What the task asks | From the records below, determine the number of lines containing "push". Output that number alone.

Dataset entries |
● ● ● ● ● ● ●

impl ServiceWorkerVersion {
    pub fn new(
        version_id: VersionId,
        registration_id: RegistrationId,
        scope: Url,
        script_url: Url,
        embedded_worker: EmbeddedWorkerInstance,
        core: CoreSender,
    ) -> Self {
        Self {
            version_id,
            registration_id: Some(registration_id),
            scope,
            script_url,
            status: VersionStatus::New,
            has_fetch_handler: false,
            embedded_worker,
            start_callbacks: Vec::new(),
            stop_callbacks: Vec::new(),
            pending_requests: BTreeMap::new(),
            next_request_id: 0,
            core,
        }
    }

    pub fn version_id(&self) -> VersionId {
        self.version_id
    }

    pub fn registration_id(&self) -> Option<RegistrationId> {
        self.registration_id
    }

    pub fn scope(&self) -> &Url {
        &self.scope
    }

    pub fn script_url(&self) -> &Url {
        &self.script_url
    }

    pub fn status(&self) -> VersionStatus {
        self.status
    }

    pub fn running_status(&self) -> EmbeddedWorkerStatus {
        self.embedded_worker.status()
    }

    pub fn has_fetch_handler(&self) -> bool {
        self.has_fetch_handler
    }

    pub fn set_has_fetch_handler(&mut self, has_fetch_handler: bool) {
        self.has_fetch_handler = has_fetch_handler;
    }

    pub fn embedded_worker(&self) -> &EmbeddedWorkerInstance {
        &self.embedded_worker
    }

    pub fn embedded_worker_mut(&mut self) -> &mut EmbeddedWorkerInstance {
        &mut self.embedded_worker
    }

    pub fn info(&self) -> VersionInfo {
        VersionInfo {
            version_id: self.version_id,
            registration_id: self.registration_id,
            script_url: self.script_url.clone(),
            status: self.status,
            running_status: self.embedded_worker.status(),
            embedded_worker_id: self.embedded_worker.embedded_worker_id(),
            process_id: self.embedded_worker.process_id(),
            has_fetch_handler: self.has_fetch_handler,
        }
    }

    /// Change status and publish the transition
    pub fn set_status(&mut self, status: VersionStatus) {
        if self.status == status {
            return;
        }
        debug!(
            "Version {} status {:?} -> {:?}",
            self.version_id, self.status, status
        );
        self.status = status;
        self.core.notify(ContextEvent::VersionStatusChanged {
            version_id: self.version_id,
            registration_id: self.registration_id,
            status,
        });
    }

    /// Set the status of a version loaded from storage without publishing it
    pub fn restore_status(&mut self, status: VersionStatus) {
        self.status = status;
    }

    pub fn start_worker(&mut self, callback: StatusCallback) {
        self.start_worker_with_candidates(&[], callback)
    }

    /// Start the worker, preferring `candidate_process_ids`
    pub fn start_worker_with_candidates(
        &mut self,
        candidate_process_ids: &[ProcessId],
        callback: StatusCallback,
    ) {
        match self.embedded_worker.status() {
            EmbeddedWorkerStatus::Running => callback(Ok(())),
            EmbeddedWorkerStatus::Stopping => callback(Err(ServiceWorkerError::StartWorkerFailed(
                "worker is stopping".to_string(),
            ))),
            EmbeddedWorkerStatus::Stopped | EmbeddedWorkerStatus::Starting => {
                self.queue_start(StartWaiter::Callback(callback), candidate_process_ids)
            }
        }
    }

    pub fn stop_worker(&mut self, callback: StatusCallback) {
        let running_status = self.embedded_worker.status();
        if running_status == EmbeddedWorkerStatus::Stopped {
            callback(Ok(()));
            return;
        }

        let first = self.stop_callbacks.is_empty();
        self.stop_callbacks.push(callback);
        if !first || running_status == EmbeddedWorkerStatus::Stopping {
            return;
        }

        if let Err(e) = self.embedded_worker.stop() {
            warn!("Failed to stop worker for version {}: {}", self.version_id, e);
            for callback in std::mem::take(&mut self.stop_callbacks) {
                callback(Err(e.clone()));
            }
        }
    }

    /// Send `message` to the worker, starting it first if needed
    pub fn send_message(&mut self, message: WorkerRequest, callback: MessageCallback) {
        self.dispatch(message, PendingRequest::Message(callback));
    }

    /// Run the install event. Only valid for a NEW version.
    pub fn dispatch_install_event(
        &mut self,
        active_version_id: Option<VersionId>,
        callback: StatusCallback,
    ) {
        if self.status != VersionStatus::New {
            callback(Err(ServiceWorkerError::InvalidState(format!(
                "cannot install version {} in status {:?}",
                self.version_id, self.status
            ))));
            return;
        }
        self.set_status(VersionStatus::Installing);
        self.dispatch(
            WorkerRequest::InstallEvent { active_version_id },
            PendingRequest::Lifecycle {
                phase: LifecyclePhase::Install,
                callback,
            },
        );
    }

    /// Run the activate event. Only valid for an INSTALLED version.
    pub fn dispatch_activate_event(&mut self, callback: StatusCallback) {
        if self.status != VersionStatus::Installed {
            callback(Err(ServiceWorkerError::InvalidState(format!(
                "cannot activate version {} in status {:?}",
                self.version_id, self.status
            ))));
            return;
        }
        self.set_status(VersionStatus::Activating);
        self.dispatch(
            WorkerRequest::ActivateEvent,
            PendingRequest::Lifecycle {
                phase: LifecyclePhase::Activate,
                callback,
            },
        );
    }

    pub fn dispatch_fetch_event(&mut self, request: FetchRequest, callback: FetchCallback) {
        if self.status != VersionStatus::Active {
            callback(Err(self.not_active()));
            return;
        }
        self.dispatch(
            WorkerRequest::FetchEvent { request },
            PendingRequest::Fetch(callback),
        );
    }

    pub fn dispatch_sync_event(&mut self, callback: StatusCallback) {
        if self.status != VersionStatus::Active {
            callback(Err(self.not_active()));
            return;
        }
        self.dispatch(WorkerRequest::SyncEvent, PendingRequest::Sync(callback));
    }

    pub fn add_process_to_worker(&mut self, process_id: ProcessId) {
        self.embedded_worker.add_process_reference(process_id);
    }

    pub fn remove_process_from_worker(&mut self, process_id: ProcessId) {
        self.embedded_worker.release_process_reference(process_id);
    }

    pub fn on_process_allocated(&mut self, result: ProcessResult<ProcessId>) {
        match self.embedded_worker.on_process_allocated(result) {
            StartOutcome::Sent => {}
            StartOutcome::Failed(e) => {
                warn!("Worker for version {} failed to start: {}", self.version_id, e);
                self.fail_start_callbacks(e);
            }
            StartOutcome::Cancelled => self.flush_after_stop(),
        }
    }

    /// Returns false if the instance ignored the report
    pub fn on_worker_started(&mut self, thread_id: ThreadId) -> bool {
        if !self.embedded_worker.on_started(thread_id) {
            return false;
        }
        info!(
            "Worker for version {} running on thread {}",
            self.version_id, thread_id
        );

        for waiter in std::mem::take(&mut self.start_callbacks) {
            match waiter {
                StartWaiter::Callback(callback) => callback(Ok(())),
                StartWaiter::Request { message, pending } => self.send_now(message, pending),
            }
        }
        true
    }

    pub fn on_worker_stopped(&mut self) {
        self.embedded_worker.on_stopped();
        info!("Worker for version {} stopped", self.version_id);
        self.flush_after_stop();
    }

    pub fn on_message_received(&mut self, request_id: RequestId, message: WorkerResponse) {
        self.embedded_worker
            .on_message_received(request_id, message.clone());
        match self.pending_requests.remove(&request_id) {
            Some(pending) => self.complete_request(pending, Ok(message)),
            None => warn!(
                "Version {} received a reply to unknown request {}",
                self.version_id, request_id
            ),
        }
    }

    pub fn on_report_exception(
        &mut self,
        error_message: String,
        line_number: i32,
        column_number: i32,
        source_url: Option<Url>,
    ) {
        warn!(
            "Worker for version {} reported: {} ({}:{})",
            self.version_id, error_message, line_number, column_number
        );
        self.embedded_worker.on_report_exception(
            error_message,
            line_number,
            column_number,
            source_url,
        );
    }

    /// Detach from the registration and abort everything still waiting.
    ///
    /// The instance itself is released when the version is dropped.
    pub fn shutdown(&mut self) {
        debug!("Shutting down version {}", self.version_id);
        self.registration_id = None;
        for callback in std::mem::take(&mut self.stop_callbacks) {
            callback(Err(ServiceWorkerError::Abort));
        }
        self.fail_start_callbacks(ServiceWorkerError::Abort);
        self.abort_pending_requests();
    }

    fn not_active(&self) -> ServiceWorkerError {
        ServiceWorkerError::InvalidState(format!(
            "version {} is {:?}, not active",
            self.version_id, self.status
        ))
    }

    fn dispatch(&mut self, message: WorkerRequest, pending: PendingRequest) {
        match self.embedded_worker.status() {
            EmbeddedWorkerStatus::Running => self.send_now(message, pending),
            EmbeddedWorkerStatus::Stopping => self.complete_request(
                pending,
                Err(ServiceWorkerError::StartWorkerFailed(
                    "worker is stopping".to_string(),
                )),
            ),
            EmbeddedWorkerStatus::Stopped | EmbeddedWorkerStatus::Starting => {
                self.queue_start(StartWaiter::Request { message, pending }, &[])
            }
        }
    }

    fn queue_start(&mut self, waiter: StartWaiter, candidate_process_ids: &[ProcessId]) {
        self.start_callbacks.push(waiter);
        if self.embedded_worker.status() != EmbeddedWorkerStatus::Stopped {
            return;
        }

        let result = self.embedded_worker.start(
            self.version_id,
            self.scope.clone(),
            self.script_url.clone(),
            candidate_process_ids,
        );
        if let Err(e) = result {
            self.fail_start_callbacks(e);
        }
    }

    fn send_now(&mut self, message: WorkerRequest, pending: PendingRequest) {
        let request_id = self.next_request_id;
        self.next_request_id += 1;
        match self.embedded_worker.send_message(request_id, message) {
            Ok(()) => {
                self.pending_requests.insert(request_id, pending);
            }
            Err(e) => self.complete_request(pending, Err(e)),
        }
    }

    fn complete_request(
        &mut self,
        pending: PendingRequest,
        result: ServiceWorkerResult<WorkerResponse>,
    ) {
        match pending {
            PendingRequest::Message(callback) => callback(result),
            PendingRequest::Lifecycle { phase, callback } => {
                match result.and_then(|response| phase.read_reply(response)) {
                    Ok(has_fetch_handler) => {
                        if let Some(has_fetch_handler) = has_fetch_handler {
                            self.has_fetch_handler = has_fetch_handler;
                        }
                        self.set_status(phase.success_status());
                        callback(Ok(()));
                    }
                    Err(e) => {
                        self.set_status(phase.error_status());
                        callback(Err(e));
                    }
                }
            }
            PendingRequest::Fetch(callback) => {
                callback(result.and_then(|response| match response {
                    WorkerResponse::FetchEventFinished { result, response } => {
                        Ok(FetchOutcome { result, response })
                    }
                    other => Err(ServiceWorkerError::Failed(format!(
                        "unexpected fetch reply {:?}",
                        other
                    ))),
                }))
            }
            PendingRequest::Sync(callback) => {
                callback(result.and_then(|response| match response {
                    WorkerResponse::SyncEventFinished => Ok(()),
                    other => Err(ServiceWorkerError::Failed(format!(
                        "unexpected sync reply {:?}",
                        other
                    ))),
                }))
            }
        }
    }

    fn fail_start_callbacks(&mut self, error: ServiceWorkerError) {
        for waiter in std::mem::take(&mut self.start_callbacks) {
            match waiter {
                StartWaiter::Callback(callback) => callback(Err(error.clone())),
                StartWaiter::Request { pending, .. } => {
                    self.complete_request(pending, Err(error.clone()))
                }
            }
        }
    }

    fn abort_pending_requests(&mut self) {
        for (_, pending) in std::mem::take(&mut self.pending_requests) {
            self.complete_request(pending, Err(ServiceWorkerError::Abort));
        }
    }

    fn flush_after_stop(&mut self) {
        for callback in std::mem::take(&mut self.stop_callbacks) {
            callback(Ok(()));
        }
        self.fail_start_callbacks(ServiceWorkerError::StartWorkerFailed(
            "worker stopped".to_string(),
        ));
        self.abort_pending_requests();
    }
}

● ● ● ● ● ● ●

Task answer | 2